NEW DELHI, India Pakistani officials said Thursday they had cornered Osama bin Laden's top lieutenant, Ayman al-Zawahri, in a remote location near the Afghan border.
After two days of intense fighting, the officials said in Islamabad that the man regarded as the "brains" behind the al-Qaida network had been surrounded in the tribal area of South Waziristan bordering Afghanistan.
The reports were highly speculative and could not be independently confirmed. But for the past two days, Pakistani troops have been locked in combat with a group of tribesmen and suspected foreign fighters in a remote region of the tribal frontier that has long been regarded as a sanctuary for fugitive al-Qaida fighters.

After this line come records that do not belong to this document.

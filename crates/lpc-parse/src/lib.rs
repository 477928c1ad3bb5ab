mod grammar;
mod parser;
#[cfg(test)]
mod tests;

pub use lpc_ast::Document;
pub use lpc_errors::ParseError;

/// Parses a whole LPC source file. There is no recovery: the first syntax
/// error is returned.
#[tracing::instrument(level = "debug", skip_all, fields(len = text.len()))]
pub fn parse(text: &str) -> Result<Document, ParseError> {
    let mut parser = parser::Parser::new(text);
    let roots = grammar::source_file(&mut parser)?;
    tracing::debug!(roots = roots.len(), "parsed source file");
    Ok(parser.finish(roots))
}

At least 41 people, including 15 Pakistani soldiers and 26 militants, have been killed since the large-scale military operation was launched Tuesday against local tribesmen suspected of harboring al-Qaida fugitives, according to Pakistani military officials.
In an interview with CNN, President Pervez Musharraf said the ferocity of resistance encountered by the Pakistani soldiers had led military officials to believe that the fighters must be shielding a "high-value target."
Intelligence officials quoted by The Associated Press said the target was al-Zawahri, a former Egyptian doctor who has spent most of the past two decades at bin Laden's side.
"We have been receiving intelligence and information from our agents who are working in the tribal areas that al-Zawahri could be among the people hiding there," one military official said.
If al-Zawahri were caught, it would mark a milestone in the terror war. Although bin Laden remains the undisputed leader of the increasingly fragmented al-Qaida network, his role is seen as largely symbolic and inspirational. U.S. officials say they aren't even sure he is alive.
Al-Zawahri, who is regarded as the network's chief operator, is the man who supervised the plotting of the Sept. 11, 2001, attacks and who has continued to direct al-Qaida's activities since the collapse of the Taliban deprived al-Qaida of its operational base in Afghanistan.
U.S. officials say they are certain al-Zawahri is alive and hiding out along the Afghanistan-Pakistan border, where he has been organizing continued resistance against U.S. forces in Afghanistan and probably also globally.
Although it is thought unlikely that any of the al-Qaida leaders still hiding in the remote wilderness of the border region are able to exert any direct day-to-day control over terrorist operations elsewhere, al-Zawahri has issued numerous tape-recorded messages urging al-Qaida followers to continue to attack Americans around the world. In one taped message in September, he called on Pakistanis to kill Musharraf, who narrowly escaped two assassination attempts in December.
Musharraf blamed al-Qaida for the attempts on his life and has since shown a renewed interest in cracking down on the network. Starting in January, Pakistani troops have moved in force into the tribal areas, where they have been attempting to flush out the al-Qaida fighters hiding there by putting pressure on the local tribesmen suspected of sheltering them.
The latest operation coincided with a visit to Islamabad by Secretary of State Colin Powell, who promised to upgrade America's military relationship with Pakistan.
U.S. forces based on the Afghan side of the border also have been stepping up their operations in what the commander of U.S. forces in Afghanistan, Lt. Gen. David Barno, describes as a "hammer and anvil" tactic designed to squeeze al-Qaida and Taliban fighters between the armies of the United States and Pakistan deployed on either side of the border.
The United States is offering a $25 million reward for al-Zawahri's capture, and the House voted Thursday to double the reward for bin Laden to $50 million. That bill, which passed 414-0, now goes to the Senate.